Dental infections can spread to the surrounding tissue after starting at the tooth or its supporting structures. Bacteria invading the pulp and spreading to nearby tissues is the most frequent cause of dental infections. Gingivitis, which can later lead to periodontal disease, is a condition caused by infections that also affect the gums.
It is a crucial step in effective infection control and serves to stop the spread of infection. One of the primary means of infectious disease transmission is direct contact. Hand hygiene practiced properly will clear temporary microorganisms from the skin's surface. It gets rid of and kills a lot of pathogens on our hands, shielding us from a lot of infectious diseases.
- Step 1: Wet the hands and apply sufficient soap to produce a good lather.
- Step 2: Rub palms together in circular motions. Rotate both clockwise and counterclockwise.
- Step 3: Use the right palm to rub the back of the left hand while your fingers are intertwined through the other hand, and then switch.
- Step 4: Face the palm to palm with fingers interlaced. Then rub the palms and fingers together.
- Step 5: With the right hand over and the left hand under, cup the fingers together. Rub the backs of all the fingers against the palms while they are interlocked and then vice versa.
- Step 6: Enclose the right hand around the left thumb and rub and rotate it, then switch
- Step 7: Rub the palm with the fingers, rub the fingers over the left palm in a circular motion, then right.
According to scientific research, one must scrub their hands for 20 seconds to get rid of harmful bacteria and chemicals. A shorter wash cycle will not get rid of as many germs. Be sure to scrub the hands thoroughly, paying particular attention to the palms, backs, spaces between the fingers, and area just below the fingernails.

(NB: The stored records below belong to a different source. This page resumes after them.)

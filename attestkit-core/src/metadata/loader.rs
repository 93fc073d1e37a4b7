//! Downloads MDS3 BLOBs and turns them into trust anchor repositories.
//!
//! Requests run one after another; automatic redirects are disabled so the
//! loader can detect redirect loops itself.

use std::path::PathBuf;
use std::sync::Arc;
use std::time::Duration;

use chrono::Utc;
use openssl::x509::X509;
use reqwest::header::LOCATION;
use reqwest::{redirect, Client, StatusCode};
use serde::{Deserialize, Serialize};
use tracing::{debug, info, instrument, warn};
use url::Url;

use super::{
    MetadataBlob, MetadataBlobFactory, MetadataBlobProvider, MetadataBlobTrustAnchorRepository,
    StaticMetadataBlobProvider,
};
use crate::converter::ObjectConverter;
use crate::error::MetadataError;

/// Production FIDO MDS3 BLOB.
pub const DEFAULT_BLOB_URL: &str = "https://mds3.fidoalliance.org/";
/// Conformance endpoint discovery.
pub const DEFAULT_ENDPOINTS_URL: &str = "https://mds3.fido.tools/getEndpoints";
/// Root of the conformance BLOB signing chain.
pub const DEFAULT_CONFORMANCE_ROOT_CERTIFICATE_URL: &str =
    "https://mds3.fido.tools/pki/MDS3ROOT.crt";

const DEFAULT_TIMEOUT: Duration = Duration::from_secs(30);
const DEFAULT_MAX_REDIRECTS: usize = 10;

#[derive(Debug, Clone)]
pub struct MetadataLoaderConfig {
    pub blob_url: String,
    pub endpoints_url: String,
    pub conformance_root_certificate_url: String,
    /// PEM or DER root the production BLOB must chain to. Unverified when `None`.
    pub blob_root_certificate: Option<PathBuf>,
    pub timeout: Duration,
    pub https_only: bool,
    pub max_redirects: usize,
}

impl Default for MetadataLoaderConfig {
    fn default() -> Self {
        Self {
            blob_url: DEFAULT_BLOB_URL.to_string(),
            endpoints_url: DEFAULT_ENDPOINTS_URL.to_string(),
            conformance_root_certificate_url: DEFAULT_CONFORMANCE_ROOT_CERTIFICATE_URL.to_string(),
            blob_root_certificate: None,
            timeout: DEFAULT_TIMEOUT,
            https_only: true,
            max_redirects: DEFAULT_MAX_REDIRECTS,
        }
    }
}

impl MetadataLoaderConfig {
    /// Defaults overridden by `ATTESTKIT_*` environment variables.
    pub fn from_env() -> Self {
        let mut config = Self::default();
        if let Ok(url) = std::env::var("ATTESTKIT_MDS_BLOB_URL") {
            config.blob_url = url;
        }
        if let Ok(url) = std::env::var("ATTESTKIT_MDS_ENDPOINTS_URL") {
            config.endpoints_url = url;
        }
        if let Ok(url) = std::env::var("ATTESTKIT_MDS_ROOT_CERT_URL") {
            config.conformance_root_certificate_url = url;
        }
        if let Ok(path) = std::env::var("ATTESTKIT_MDS_BLOB_ROOT_CERT") {
            config.blob_root_certificate = Some(PathBuf::from(path));
        }
        if let Some(secs) = env_parse::<u64>("ATTESTKIT_HTTP_TIMEOUT_SECS") {
            config.timeout = Duration::from_secs(secs);
        }
        if let Some(limit) = env_parse::<usize>("ATTESTKIT_MAX_REDIRECTS") {
            config.max_redirects = limit;
        }
        config
    }
}

fn env_parse<T: std::str::FromStr>(name: &str) -> Option<T> {
    let value = std::env::var(name).ok()?;
    match value.trim().parse() {
        Ok(parsed) => Some(parsed),
        Err(_) => {
            warn!(variable = name, value = %value, "ignoring unparsable environment variable");
            None
        }
    }
}

/// Response of the conformance endpoint discovery service.
#[derive(Debug, Clone, PartialEq, Eq, Serialize, Deserialize)]
pub struct Endpoints {
    pub status: String,
    #[serde(default)]
    pub result: Vec<String>,
}

pub struct MetadataLoader {
    client: Client,
    config: MetadataLoaderConfig,
    converter: ObjectConverter,
    factory: MetadataBlobFactory,
}

impl MetadataLoader {
    #[instrument(level = "debug", skip_all, fields(blob_url = %config.blob_url))]
    pub fn new(
        config: MetadataLoaderConfig,
        converter: ObjectConverter,
    ) -> Result<Self, MetadataError> {
        let client = Client::builder()
            .timeout(config.timeout)
            .https_only(config.https_only)
            .min_tls_version(reqwest::tls::Version::TLS_1_2)
            .redirect(redirect::Policy::none())
            .build()
            .map_err(|e| {
                warn!(error = %e, "Failed to create HTTP client");
                MetadataError::Client(e.to_string())
            })?;
        Ok(Self {
            client,
            config,
            factory: MetadataBlobFactory::new(converter.clone()),
            converter,
        })
    }

    pub fn config(&self) -> &MetadataLoaderConfig {
        &self.config
    }

    /// GET `url` as text, following redirects by hand.
    #[instrument(level = "debug", skip(self))]
    pub async fn read_string_from_url(&self, url: &str) -> Result<String, MetadataError> {
        let mut visited: Vec<String> = Vec::new();
        let mut current = url.to_string();
        loop {
            if visited.contains(&current) {
                visited.push(current);
                return Err(MetadataError::RedirectLoop { visited });
            }
            if visited.len() > self.config.max_redirects {
                return Err(MetadataError::TooManyRedirects {
                    url: url.to_string(),
                    limit: self.config.max_redirects,
                });
            }
            visited.push(current.clone());

            let response = self
                .client
                .get(&current)
                .send()
                .await
                .map_err(|source| MetadataError::Transport {
                    url: current.clone(),
                    source,
                })?;
            let status = response.status();
            info!(url = %current, status = status.as_u16(), "metadata response");

            if status.is_redirection() {
                let location = response
                    .headers()
                    .get(LOCATION)
                    .and_then(|value| value.to_str().ok())
                    .ok_or_else(|| MetadataError::MissingLocation { url: current.clone() })?;
                let next = resolve(&current, location)?;
                info!(from = %current, to = %next, "following redirect");
                current = next;
                continue;
            }

            let body = response.text().await.map_err(|source| MetadataError::Transport {
                url: current.clone(),
                source,
            })?;
            if status != StatusCode::OK {
                return Err(MetadataError::UnexpectedStatus {
                    url: current,
                    status: status.as_u16(),
                    body,
                });
            }
            return Ok(body);
        }
    }

    /// Ask the discovery service for the BLOB URLs of a conformance `endpoint`.
    #[instrument(level = "debug", skip(self))]
    pub async fn load_endpoints(&self, endpoint: &str) -> Result<Endpoints, MetadataError> {
        let url = &self.config.endpoints_url;
        let body = serde_json::json!({ "endpoint": endpoint });
        let response = self
            .client
            .post(url)
            .json(&body)
            .send()
            .await
            .map_err(|source| MetadataError::Transport {
                url: url.clone(),
                source,
            })?;
        let status = response.status();
        let text = response.text().await.map_err(|source| MetadataError::Transport {
            url: url.clone(),
            source,
        })?;
        if status != StatusCode::OK {
            return Err(MetadataError::Endpoints {
                endpoint: endpoint.to_string(),
                reason: format!("Status Code: {} . Response: {text}", status.as_u16()),
            });
        }

        let endpoints: Endpoints = self.converter.json().read_str(&text)?;
        if endpoints.status != "ok" {
            return Err(MetadataError::Endpoints {
                endpoint: endpoint.to_string(),
                reason: format!("discovery status is {:?}", endpoints.status),
            });
        }
        debug!(count = endpoints.result.len(), "conformance endpoints discovered");
        Ok(endpoints)
    }

    /// GET a certificate in DER or PEM form.
    #[instrument(level = "debug", skip(self))]
    pub async fn load_certificate_from_url(&self, url: &str) -> Result<X509, MetadataError> {
        let response = self
            .client
            .get(url)
            .send()
            .await
            .map_err(|source| MetadataError::Transport {
                url: url.to_string(),
                source,
            })?;
        let status = response.status();
        let bytes = response.bytes().await.map_err(|source| MetadataError::Transport {
            url: url.to_string(),
            source,
        })?;
        if status != StatusCode::OK {
            return Err(MetadataError::UnexpectedStatus {
                url: url.to_string(),
                status: status.as_u16(),
                body: String::from_utf8_lossy(&bytes).into_owned(),
            });
        }
        parse_certificate(&bytes)
    }

    /// Fetch and parse the BLOB at `blob_url`, verifying it when a root is configured.
    pub async fn load_metadata_blob(&self) -> Result<MetadataBlob, MetadataError> {
        let text = self.read_string_from_url(&self.config.blob_url).await?;
        let blob = self.factory.parse(&text)?;

        match &self.config.blob_root_certificate {
            Some(path) => {
                let bytes = std::fs::read(path).map_err(|e| {
                    MetadataError::Certificate(format!("cannot read {}: {e}", path.display()))
                })?;
                let root = parse_certificate(&bytes)?;
                blob.verify(&root)?;
                debug!(root = %path.display(), "metadata BLOB signature verified");
            }
            None => {
                warn!("no BLOB root certificate configured, metadata BLOB signature not verified")
            }
        }

        let payload = blob.payload();
        if blob.is_expired(Utc::now().date_naive()) {
            warn!(
                next_update = %payload.next_update,
                no = payload.no,
                "metadata BLOB is past its nextUpdate"
            );
        }
        info!(no = payload.no, entries = payload.entries.len(), "metadata BLOB loaded");
        Ok(blob)
    }

    pub async fn load_trust_anchor_repository(
        &self,
    ) -> Result<MetadataBlobTrustAnchorRepository, MetadataError> {
        let blob = self.load_metadata_blob().await?;
        Ok(MetadataBlobTrustAnchorRepository::new(StaticMetadataBlobProvider::new(blob)))
    }

    /// Repository over every conformance BLOB of `endpoint` that loads and verifies.
    #[instrument(level = "debug", skip(self))]
    pub async fn load_conformance_trust_anchor_repository(
        &self,
        endpoint: &str,
    ) -> Result<MetadataBlobTrustAnchorRepository, MetadataError> {
        let root = self
            .load_certificate_from_url(&self.config.conformance_root_certificate_url)
            .await?;
        let endpoints = self.load_endpoints(endpoint).await?;

        let mut providers: Vec<Box<dyn MetadataBlobProvider>> = Vec::new();
        for url in &endpoints.result {
            match self.load_verified_blob(url, &root).await {
                Ok(blob) => {
                    providers.push(Box::new(StaticMetadataBlobProvider::new(Arc::new(blob))))
                }
                Err(e) => {
                    warn!(url = %url, error = %e, "Failed to provide metadata BLOB, skipping")
                }
            }
        }
        info!(
            loaded = providers.len(),
            discovered = endpoints.result.len(),
            "conformance metadata BLOBs loaded"
        );
        Ok(MetadataBlobTrustAnchorRepository::with_providers(providers))
    }

    async fn load_verified_blob(
        &self,
        url: &str,
        root: &X509,
    ) -> Result<MetadataBlob, MetadataError> {
        let text = self.read_string_from_url(url).await?;
        let blob = self.factory.parse(&text)?;
        blob.verify(root)?;
        Ok(blob)
    }
}

fn resolve(base: &str, location: &str) -> Result<String, MetadataError> {
    let base = Url::parse(base).map_err(|e| MetadataError::InvalidUrl {
        url: base.to_string(),
        reason: e.to_string(),
    })?;
    base.join(location)
        .map(String::from)
        .map_err(|e| MetadataError::InvalidUrl {
            url: location.to_string(),
            reason: e.to_string(),
        })
}

fn parse_certificate(bytes: &[u8]) -> Result<X509, MetadataError> {
    X509::from_der(bytes)
        .or_else(|_| X509::from_pem(bytes))
        .map_err(|e| MetadataError::Certificate(e.to_string()))
}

There are three types of hand washing. They are:
- Social hand washing or routine hand washing.
- Antiseptic handwashing with an antiseptic hand wash agent.
- Surgical handwashing. In case the surgical glove is punctured or torn, elimination and eradication of transient microorganisms and a significant reduction and suppuration of the resident flora of the surgical team throughout the procedure should undertaken
The water should be warm enough for the user to wash their hands for 20 seconds without discomfort. In general, water should be between 110 and 120 degrees to be comfortable. Never let the water get hotter than 120 degrees to avoid scalding.
The efficiency of a facility will increase, and accidents will be avoided with a proper materials handling protocol. Never step over an obstruction while carrying material; always go around one. Keep a clear line of sight, avoid having anything in the way, and only lift when there is enough light. Reduce load sizes whenever possible, and adjust heavy objects to make moving them easier.
After sterilization, it has been reported that heat-sealed, plastic peel-down pouches and wrapped packs sealed in 3-mil (3/1000 inch) polyethylene overwrap remain sterile for up to nine months. After sterilization, 3-mil polyethylene is added to prolong the shelf life of infrequently used items. The sterility of supplies is maintained for at least 30 days when they are wrapped in double-thickness muslin with four layers or its equivalent. After the expiration date has passed or if the sterilized package is wet, torn, or punctured, nothing that has been sterilized should be used.